Si intitola Om Mani Padme Hum, la luce del Tibet la mostra della fotografa Angela Prati che si inaugura martedì 29 settembre alle 18,30 a Milano, presso la Galleria San Fedele (via Hoepli 3/A) con il contributo di KEL 12. L’esposizione, che rimarrà aperta fino al 23 ottobre (dal martedì al sabato, orario: 16-19) è curata dal critico fotografico Gigliola Foschi e da Andrea Dall’Asta S.I.  Durante l’inagurazione del giorno 29/9 avrà luogo, alle 20, un dibattito sulla drammatica situazione tibetana a cui parteciperanno la fotografa Angela Prati, Marco Restelli di MilleOrienti e Davide Magni S.I. redattore della rivista Popoli.

Qui di seguito riportiamo la presentazione alla mostra della curatrice Gigliola Foschi:

Om Mani Padme Hum, ovvero “Salve o Gioiello nel Fiore di Loto”: questa antica e celebre formula sacra -5buddhista viene dai tibetani recitata, incisa nelle rocce, scritta sulle innumerevoli bandierine di preghiera che fremono nel vento per riempire l’aria di benedizioni. Il termine “Gioiello” allude al Bodhisattva Avalokiteshvara (“il Signore che osserva con compassione”) di cui il Dalai Lama è considerato la reincarnazione vivente. Mentre il Fiore di Loto è un simbolo buddhista di purezza ed elevazione spirituale, perché sboccia luminoso malgrado affondi le sue radici nel fango degli stagni. Già il titolo scelto per questa mostra da Angela Prati (nota fotografa specializzata in reportage geografici) ci fa dunque comprendere come le sue immagini – frutto di numerosi viaggi in Tibet e nei paesi vicini che ospitano i rifugiati tibetani – vogliano essere un omaggio alla tenacia con cui il popolo del “tetto del mondo” mantiene viva la propria cultura e spiritualità, nonostante la dura occupazione cinese.

-4Dal 1950, infatti, la Cina sta perpetrando in Tibet quello che il Dalai Lama ha definito un “genocidio culturale”. Se durante la famigerata Rivoluzione Culturale (1966-1976), le Guardie Rosse scatenate dal presidente Mao devastarono 6000 monasteri, oggi Pechino non si limita a dure campagne repressive e di “rieducazione”: grazie al trasferimento massiccio e ininterrotto di coloni cinesi, cui si aggiunge un controllo delle nascite fatto di sterilizzazioni forzate e aborti, sta infatti progressivamente riducendo i tibetani a una minoranza senza diritti nella  propria patria. L’autrice, posta di fronte a tale drammatica situazione, più che indagare gli effetti devastanti del regime cinese, ha però preferito mostrare il fascino della spiritualità tibetana: in questo modo ci fa capire che la cultura di questo tormentato Paese è talmente ricca, complessa e affascinante, da costituire un vero e proprio patrimonio dell’umanità, un tesoro universale che tutti noi siamo chiamati  a difendere.

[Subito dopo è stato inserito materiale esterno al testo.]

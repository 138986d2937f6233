// SPDX-License-Identifier: BUSL-1.1
// Copyright (c) 2026 Alfred Jean LLC

//! Text/JSON rendering of wire payloads. Kept to the handful of shapes
//! `warden-wire` actually defines -- there is no table layout engine here,
//! just enough formatting that a human and a script can both use the
//! output.

use clap::ValueEnum;
use serde::Serialize;
use warden_wire::response::{HealthPayload, JobDetailPayload, JobSummaryPayload};

#[derive(Clone, Copy, Debug, Default, PartialEq, Eq, ValueEnum)]
pub enum OutputFormat {
    #[default]
    Text,
    Json,
}

pub fn print_json<T: Serialize>(value: &T) -> anyhow::Result<()> {
    println!("{}", serde_json::to_string_pretty(value)?);
    Ok(())
}

pub fn print_job_summary(format: OutputFormat, job: &JobSummaryPayload) -> anyhow::Result<()> {
    match format {
        OutputFormat::Json => print_json(job),
        OutputFormat::Text => {
            println!(
                "{}  {:<10?}  {}/{}  {}  {}",
                job.run_id, job.status, job.units_complete, job.units_total, job.target_branch, job.workspace_root
            );
            Ok(())
        }
    }
}

pub fn print_job_list(format: OutputFormat, jobs: &[JobSummaryPayload]) -> anyhow::Result<()> {
    match format {
        OutputFormat::Json => print_json(&jobs),
        OutputFormat::Text => {
            if jobs.is_empty() {
                println!("no runs");
                return Ok(());
            }
            for job in jobs {
                print_job_summary(format, job)?;
            }
            Ok(())
        }
    }
}

pub fn print_job_detail(format: OutputFormat, detail: &JobDetailPayload) -> anyhow::Result<()> {
    match format {
        OutputFormat::Json => print_json(detail),
        OutputFormat::Text => {
            println!("run       {}", detail.run_id);
            println!("status    {:?}", detail.status);
            println!("branch    {}", detail.target_branch);
            println!("workspace {}", detail.workspace_root);
            if let Some(error) = &detail.error {
                println!("error     {error}");
            }
            println!("units:");
            for unit in &detail.units {
                let branch = unit.branch.as_deref().unwrap_or("-");
                println!("  {:<24} {:<10?} {}", unit.unit_id, unit.status, branch);
                if let Some(error) = &unit.error {
                    println!("    error: {error}");
                }
            }
            Ok(())
        }
    }
}

pub fn print_health(format: OutputFormat, health: &HealthPayload) -> anyhow::Result<()> {
    match format {
        OutputFormat::Json => print_json(health),
        OutputFormat::Text => {
            println!("wardend {} -- {} active job(s), up {}s", health.version, health.active_jobs, health.uptime_secs);
            Ok(())
        }
    }
}
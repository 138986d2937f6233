// SPDX-License-Identifier: BUSL-1.1
// Copyright (c) 2026 Alfred Jean LLC

use super::*;
use warden_core::event::EventType;
use warden_core::test_support::test_event;
use warden_core::run::RunId;

#[test]
fn round_trips_through_a_line() {
    let event = test_event(RunId::new(), EventType::UnitStarted).with_unit("unit-a");
    let line = EventLine(event.clone()).to_line();

    assert!(line.ends_with('\n'));
    let decoded = EventLine::from_line(&line).unwrap();
    assert_eq!(decoded.run_id, event.run_id);
    assert_eq!(decoded.sequence, event.sequence);
    assert_eq!(decoded.unit, event.unit);
}

#[test]
fn each_line_is_exactly_one_json_object() {
    let event = test_event(RunId::new(), EventType::OrchCompleted);
    let line = EventLine(event).to_line();
    let trimmed = line.trim_end();
    assert!(serde_json::from_str::<serde_json::Value>(trimmed).unwrap().is_object());
    assert_eq!(trimmed.matches('\n').count(), 0);
}
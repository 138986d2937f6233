// SPDX-License-Identifier: BUSL-1.1
// Copyright (c) 2026 Alfred Jean LLC

use super::*;
use std::collections::HashMap;

// --- define_id! macro tests ---

crate::define_id! {
    /// Test ID type for macro verification.
    pub struct TestId("tst-");
}

#[test]
fn define_id_round_trips_through_string() {
    let id = TestId::from_string("tst-abc123");
    assert_eq!(id.as_str(), "tst-abc123");
    assert_eq!(id.suffix(), "abc123");
}

#[test]
fn define_id_hash_map_lookup() {
    let mut map = HashMap::new();
    map.insert(TestId::from_string("tst-k"), 42);
    assert_eq!(map.get("tst-k"), Some(&42));
}

#[test]
fn define_id_new_has_prefix_and_is_unique() {
    let a = TestId::new();
    let b = TestId::new();
    assert!(a.as_str().starts_with(TestId::PREFIX));
    assert_ne!(a, b);
}

#[test]
fn define_id_short_truncates_suffix() {
    let id = TestId::from_string("tst-abcdefghijklmnop");
    assert_eq!(id.short(8), "abcdefgh");
}

#[test]
fn define_id_short_returns_full_when_shorter() {
    let id = TestId::from_string("tst-abc");
    assert_eq!(id.short(8), "abc");
}

#[test]
fn short_fn_on_str() {
    let s = "abcdefghijklmnop";
    assert_eq!(short(s, 8), "abcdefgh");
    assert_eq!(short(s, 100), s);
    assert_eq!(short("abc", 8), "abc");
}

// --- IdGen tests ---

#[test]
fn uuid_gen_creates_unique_ids() {
    let id_gen = UuidIdGen;
    let id1 = id_gen.next();
    let id2 = id_gen.next();
    assert_ne!(id1, id2);
    assert_eq!(id1.len(), 36); // UUID format
}

#[test]
fn sequential_gen_creates_predictable_ids() {
    let id_gen = SequentialIdGen::new("test");
    assert_eq!(id_gen.next(), "test-1");
    assert_eq!(id_gen.next(), "test-2");
    assert_eq!(id_gen.next(), "test-3");
}

#[test]
fn sequential_gen_is_cloneable_and_shared() {
    let id_gen1 = SequentialIdGen::new("shared");
    let id_gen2 = id_gen1.clone();
    assert_eq!(id_gen1.next(), "shared-1");
    assert_eq!(id_gen2.next(), "shared-2");
    assert_eq!(id_gen1.next(), "shared-3");
}
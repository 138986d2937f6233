// SPDX-License-Identifier: BUSL-1.1
// Copyright (c) 2026 Alfred Jean LLC

use super::*;
use crate::run::{Run, RunConfig, RunStatus};
use crate::unit::{Unit, UnitKey, UnitStatus};

#[test]
fn run_transition_error_converts_into_core_error() {
    let mut run = Run::new(RunConfig::builder("/repo", "main").build(), 1);
    let err: CoreError = run.transition(RunStatus::Completed, 2, None).unwrap_err().into();
    assert!(matches!(err, CoreError::RunTransition(_)));
}

#[test]
fn unit_transition_error_converts_into_core_error() {
    let mut unit = Unit::new(UnitKey::new(crate::run::RunId::new(), "alpha"), Default::default());
    let err: CoreError = unit.transition(UnitStatus::InProgress, 2, None, None).unwrap_err().into();
    assert!(matches!(err, CoreError::UnitTransition(_)));
}

#[test]
fn cyclic_dag_error_message_names_the_cycle() {
    let err = CoreError::CyclicDag(vec!["x".to_string(), "y".to_string()]);
    assert!(err.to_string().contains("x"));
    assert!(err.to_string().contains("y"));
}

#[test]
fn scheduler_deadlock_has_a_fixed_message() {
    assert_eq!(
        CoreError::SchedulerDeadlock.to_string(),
        "no units ready but run is not complete -- contract violation (cyclic deps escaped Build() validation)"
    );
}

Divisa in quattro sezioni, la mostra si apre con le suggestive immagini di paesaggi solitari e monasteri, che Angela Prati  ha realizzato nel 1991 in Tibet,  seguendo il percorso compiuto dal grande orientalista ed esploratore Giuseppe Tucci negli anni Trenta. Nella seconda sezione, le sue fotografie  raccontano la protesta dei tibetani nei confronti delle autorità cinesi che permettono la cattura di animali rari e selvaggi per la preparazione di quelle medicine tradizionali di cui sono grandi consumatori. Una protesta – come mostrano le precise e intense immagini di Angela Prati – rigorosamente pacifica e altamente simbolica: donne e uomini si privano infatti dei loro decori di pelliccia in nome della compassione per tutti gli essere viventi, e li bruciano in un grande falò.-3

La terza sezione offre l’occasione di ammirare appieno la fastosità e il tripudio di colori della grandiosa “Festa della Preghiera” (nel Monastero di Geerdeng, ad Aba), con danze mistiche e raduni di fedeli che bruciano incensi e rami di cedro fino ad avvolgere ogni cosa in una densa nebbia profumata, mentre sfilano cavalieri riccamente addobbati e  monaci dai “berretti gialli” (appartenenti all’ordine dei “Virtuosi”, cui fa capo il Dalai Lama). La quarta sezione è invece dedicata ai rifugiati tibetani nel Ladakh (India). Molti di loro, nati e cresciuti in esilio, possono solo vagheggiare una madrepatria che giace irraggiungibile al di là delle vette innevate.  Ancora per quanto saranno  costretti a sognare Lhasa senza potere mai visitare il grandioso palazzo del Potala, dove risiedevano i Dalai Lama?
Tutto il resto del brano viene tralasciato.